That’s why this doesn’t end up looking like straight forward log replication. Once you have the list of logs you need to merge you still need to work your way down the graph only requesting new data, otherwise you could end up requesting very large amounts of data you already have in your local store.

Gozala commented 4 years ago

You’re forgetting about de-duplication. When data is inserted it updates the log, yes, but if it references other data from prior threads you can’t just say “give me the whole graph for the changes” because you may already have a lot of that graph in cache if it references threads you had already replicated.

No I was not forgetting about it. What I was trying to say is that once two replicas exchange reflog updates, each has enough information to pack all the blocks other does not have because they have all the info locally. And yes to do that efficiently replicas would need to maintain an index, but point is that becomes implementation detail that doesn't need to have a public API.

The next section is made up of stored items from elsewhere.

//! Detached archive signatures
//!
//! The private key is kept as a TBK2 archive whose payload is the 32-byte
//! Ed25519 seed, so it is protected by the same password-based encryption as
//! the backups. The public key is stored hex-encoded next to it.

use std::path::{Path, PathBuf};

use ed25519_dalek::{Signature, Signer, SigningKey, Verifier, VerifyingKey};
use tracing::info;
use zeroize::Zeroizing;

use crate::archive::codec::{open_archive, write_archive};
use crate::config::TermBackupPaths;
use crate::crypto::{Argon2Params, Password};
use crate::error::{BackupError, BackupResult};

/// Produces and checks signatures over archive bytes
pub trait ArchiveSigner: Send + Sync {
    fn sign(&self, data: &[u8], password: &Password) -> BackupResult<Vec<u8>>;

    /// `Ok(false)` for a well-formed but wrong signature
    fn verify(&self, data: &[u8], signature: &[u8]) -> BackupResult<bool>;
}

/// Ed25519 keypair stored on disk
#[derive(Debug, Clone)]
pub struct Ed25519Signer {
    key_path: PathBuf,
    pub_path: PathBuf,
}

impl Ed25519Signer {
    pub fn new(key_path: impl Into<PathBuf>, pub_path: impl Into<PathBuf>) -> Self {
        Self {
            key_path: key_path.into(),
            pub_path: pub_path.into(),
        }
    }

    pub fn at(paths: &TermBackupPaths) -> Self {
        Self::new(paths.signing_key(), paths.signing_pub())
    }

    /// The signer at the default location, if a keypair exists there
    pub fn load(paths: &TermBackupPaths) -> Option<Self> {
        let signer = Self::at(paths);
        signer.exists().then_some(signer)
    }

    pub fn exists(&self) -> bool {
        self.key_path.exists() && self.pub_path.exists()
    }

    /// Generate a keypair and write it, encrypting the seed with `password`
    pub fn generate(&self, password: &Password, params: &Argon2Params) -> BackupResult<VerifyingKey> {
        let signing_key = SigningKey::generate(&mut aes_gcm::aead::OsRng);
        let seed = Zeroizing::new(signing_key.to_bytes());

        let dir = match self.key_path.parent() {
            Some(parent) if !parent.as_os_str().is_empty() => parent,
            _ => Path::new("."),
        };
        std::fs::create_dir_all(dir)?;

        // The seed only reaches its final name once the file is owner-only
        let temp = tempfile::Builder::new()
            .prefix(".signing")
            .suffix(".tmp")
            .tempfile_in(dir)?;
        restrict_permissions(temp.path())?;
        write_archive(temp.path(), seed.as_slice(), password, params)?;
        temp.as_file().sync_all()?;
        temp.persist(&self.key_path).map_err(|e| e.error)?;

        let public = signing_key.verifying_key();
        std::fs::write(&self.pub_path, hex::encode(public.to_bytes()))?;

        info!(path = %self.pub_path.display(), "Signing keypair generated");
        Ok(public)
    }

    fn signing_key(&self, password: &Password) -> BackupResult<SigningKey> {
        let seed = Zeroizing::new(open_archive(&self.key_path, password)?);
        let bytes: [u8; 32] = seed
            .as_slice()
            .try_into()
            .map_err(|_| BackupError::Crypto("Signing key has the wrong length".into()))?;
        Ok(SigningKey::from_bytes(&bytes))
    }

    pub fn verifying_key(&self) -> BackupResult<VerifyingKey> {
        let raw = std::fs::read_to_string(&self.pub_path)?;
        let bytes = hex::decode(raw.trim())
            .map_err(|e| BackupError::Crypto(format!("Invalid public key encoding: {}", e)))?;
        let bytes: [u8; 32] = bytes
            .as_slice()
            .try_into()
            .map_err(|_| BackupError::Crypto("Public key has the wrong length".into()))?;
        VerifyingKey::from_bytes(&bytes)
            .map_err(|e| BackupError::Crypto(format!("Invalid public key: {}", e)))
    }
}

impl ArchiveSigner for Ed25519Signer {
    fn sign(&self, data: &[u8], password: &Password) -> BackupResult<Vec<u8>> {
        let key = self.signing_key(password)?;
        Ok(key.sign(data).to_bytes().to_vec())
    }

    fn verify(&self, data: &[u8], signature: &[u8]) -> BackupResult<bool> {
        let public = self.verifying_key()?;
        let Ok(signature) = Signature::from_slice(signature) else {
            return Ok(false);
        };
        Ok(public.verify(data, &signature).is_ok())
    }
}

#[cfg(unix)]
fn restrict_permissions(path: &Path) -> BackupResult<()> {
    use std::os::unix::fs::PermissionsExt;
    std::fs::set_permissions(path, std::fs::Permissions::from_mode(0o600))?;
    Ok(())
}

#[cfg(not(unix))]
fn restrict_permissions(_path: &Path) -> BackupResult<()> {
    Ok(())
}
//! The `.tbk` archive container
//!
//! An archive is a versioned header, the encrypted payload and, for
//! format 1, a trailing HMAC. The payload itself is a gzip-compressed tar.

pub mod codec;
pub mod header;
pub mod payload;

pub use codec::{open_archive, read_and_decrypt, read_header, write_archive, write_sealed};
pub use header::{ArchiveHeader, MAGIC_V1, MAGIC_V2};
pub use payload::{build_payload, ExtractStats, Payload, MANIFEST_MEMBER};

/// Blob name for a backup: `backup_<first 12 hex chars of id>.tbk`
pub fn archive_filename(backup_id: &str) -> String {
    let short: String = backup_id.chars().take(12).collect();
    format!("backup_{}.tbk", short)
}
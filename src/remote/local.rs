//! Directory-backed remote store
//!
//! Layout: `<root>/<owner>/<name>/metadata.json` and
//! `<root>/<owner>/<name>/blobs/<blob>`. The version token of the metadata
//! document is the SHA-256 of its content.
//!
//! Metadata writes hold an exclusive advisory lock on
//! `<root>/<owner>/<name>/metadata.lock` from the token check until the new
//! document is renamed into place, so separate processes sharing a store
//! see each other's writes as conflicts.

use std::fs::{self, OpenOptions};
use std::path::{Component, Path, PathBuf};
use std::time::{SystemTime, UNIX_EPOCH};

use tracing::debug;

use super::{Metadata, RemoteErrorKind, RemoteStore};
use crate::error::{BackupError, BackupResult};
use crate::file_io::{sha256_hex, write_bytes_atomic};

const METADATA_FILE: &str = "metadata.json";
const LOCK_FILE: &str = "metadata.lock";
const BLOB_DIR: &str = "blobs";

/// A [`RemoteStore`] living in a local (or mounted) directory
#[derive(Debug)]
pub struct LocalStore {
    root: PathBuf,
}

impl LocalStore {
    pub fn new(root: impl Into<PathBuf>) -> Self {
        Self { root: root.into() }
    }

    pub fn root(&self) -> &Path {
        &self.root
    }

    fn repo_dir(&self, repo: &str) -> BackupResult<PathBuf> {
        let relative = Path::new(repo);
        let clean = !repo.is_empty()
            && relative
                .components()
                .all(|c| matches!(c, Component::Normal(_)));
        if !clean {
            return Err(BackupError::remote(
                RemoteErrorKind::Validation,
                format!("Invalid repository name '{}'", repo),
            ));
        }
        Ok(self.root.join(relative))
    }

    fn blob_path(&self, repo: &str, name: &str) -> BackupResult<PathBuf> {
        let valid = !name.is_empty()
            && !name.contains('/')
            && !name.contains('\\')
            && name != "."
            && name != "..";
        if !valid {
            return Err(BackupError::remote(
                RemoteErrorKind::Validation,
                format!("Invalid blob name '{}'", name),
            ));
        }
        Ok(self.repo_dir(repo)?.join(BLOB_DIR).join(name))
    }

    /// Names of all blobs in a repository
    pub fn list_blobs(&self, repo: &str) -> BackupResult<Vec<String>> {
        let dir = self.repo_dir(repo)?.join(BLOB_DIR);
        if !dir.exists() {
            return Ok(Vec::new());
        }
        let mut names = Vec::new();
        for entry in fs::read_dir(&dir)
            .map_err(|e| BackupError::Io(format!("Failed to list {}: {}", dir.display(), e)))?
        {
            let entry = entry.map_err(|e| BackupError::Io(e.to_string()))?;
            if let Some(name) = entry.file_name().to_str() {
                if !name.ends_with(".tmp") {
                    names.push(name.to_string());
                }
            }
        }
        names.sort();
        Ok(names)
    }
}

fn commit_id(kind: &str, name: &str, content_hash: &str) -> String {
    let nanos = SystemTime::now()
        .duration_since(UNIX_EPOCH)
        .map(|d| d.as_nanos())
        .unwrap_or_default();
    let mut id = sha256_hex(format!("{}:{}:{}:{}", kind, name, content_hash, nanos).as_bytes());
    id.truncate(40);
    id
}

fn not_found(what: impl Into<String>) -> BackupError {
    BackupError::remote(RemoteErrorKind::NotFound, what)
}

impl RemoteStore for LocalStore {
    fn get_metadata(&self, repo: &str) -> BackupResult<Metadata> {
        let path = self.repo_dir(repo)?.join(METADATA_FILE);
        if !path.exists() {
            return Ok(Metadata::default());
        }
        let content = fs::read_to_string(&path)
            .map_err(|e| BackupError::Io(format!("Failed to read {}: {}", path.display(), e)))?;
        let token = sha256_hex(content.as_bytes());
        Ok(Metadata {
            content: Some(content),
            version_token: Some(token),
        })
    }

    fn put_metadata(
        &self,
        repo: &str,
        content: &str,
        version_token: Option<&str>,
    ) -> BackupResult<String> {
        let dir = self.repo_dir(repo)?;
        let path = dir.join(METADATA_FILE);
        fs::create_dir_all(&dir)
            .map_err(|e| BackupError::Io(format!("Failed to create {}: {}", dir.display(), e)))?;

        let lock_path = dir.join(LOCK_FILE);
        let lock_file = OpenOptions::new()
            .create(true)
            .read(true)
            .write(true)
            .truncate(false)
            .open(&lock_path)
            .map_err(|e| BackupError::Io(format!("Failed to open {}: {}", lock_path.display(), e)))?;
        let mut lock = fd_lock::RwLock::new(lock_file);
        let _guard = lock.write().map_err(|e| {
            BackupError::Io(format!("Failed to lock {}: {}", lock_path.display(), e))
        })?;

        let current = if path.exists() {
            let existing = fs::read(&path).map_err(|e| {
                BackupError::Io(format!("Failed to read {}: {}", path.display(), e))
            })?;
            Some(sha256_hex(&existing))
        } else {
            None
        };

        match (current.as_deref(), version_token) {
            (None, None) => {}
            (Some(current), Some(expected)) if current == expected => {}
            (Some(_), None) => {
                return Err(BackupError::Conflict(format!(
                    "Metadata for {} was created concurrently",
                    repo
                )))
            }
            (None, Some(_)) => {
                return Err(BackupError::Conflict(format!(
                    "Metadata for {} was removed concurrently",
                    repo
                )))
            }
            (Some(_), Some(_)) => {
                return Err(BackupError::Conflict(format!(
                    "Metadata for {} changed since it was read",
                    repo
                )))
            }
        }

        write_bytes_atomic(&path, content.as_bytes())?;
        let hash = sha256_hex(content.as_bytes());
        debug!(repo, "Metadata written");
        Ok(commit_id("metadata", METADATA_FILE, &hash))
    }

    fn upload_blob(&self, repo: &str, local_path: &Path) -> BackupResult<String> {
        let name = local_path
            .file_name()
            .and_then(|n| n.to_str())
            .ok_or_else(|| {
                BackupError::Validation(format!("Invalid blob path {}", local_path.display()))
            })?;
        let dest = self.blob_path(repo, name)?;
        let data = fs::read(local_path).map_err(|e| {
            BackupError::Io(format!("Failed to read {}: {}", local_path.display(), e))
        })?;
        write_bytes_atomic(&dest, &data)?;
        debug!(repo, blob = name, bytes = data.len(), "Blob uploaded");
        Ok(commit_id("blob", name, &sha256_hex(&data)))
    }

    fn download_blob(&self, repo: &str, name: &str, dest_path: &Path) -> BackupResult<()> {
        let src = self.blob_path(repo, name)?;
        if !src.exists() {
            return Err(not_found(format!("Blob {} not found in {}", name, repo)));
        }
        if let Some(parent) = dest_path.parent() {
            fs::create_dir_all(parent)?;
        }
        fs::copy(&src, dest_path).map_err(|e| {
            BackupError::Io(format!("Failed to download {}: {}", name, e))
        })?;
        Ok(())
    }

    fn delete_blob(&self, repo: &str, name: &str) -> BackupResult<()> {
        let path = self.blob_path(repo, name)?;
        if !path.exists() {
            return Err(not_found(format!("Blob {} not found in {}", name, repo)));
        }
        fs::remove_file(&path)
            .map_err(|e| BackupError::Io(format!("Failed to delete {}: {}", name, e)))
    }
}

As of indexing, each replica on local write can with very little overhead create a flat list of new blocks and have new head link to it . This way replica asked for updates just needs to walk from the head to a last know head and concat all new block lists together. In practice it's bit more complicated than that, because there >2 participants, but if you can project merged reflog (which is more or less what textile thread do) same idea would apply.

mikeal commented 4 years ago

It needs to be a public API for the “push” case but sure, for “pull” it doesn’t need to be public.

Gozala commented 3 years ago

It needs to be a public API for the “push” case but sure, for “pull” it doesn’t need to be public.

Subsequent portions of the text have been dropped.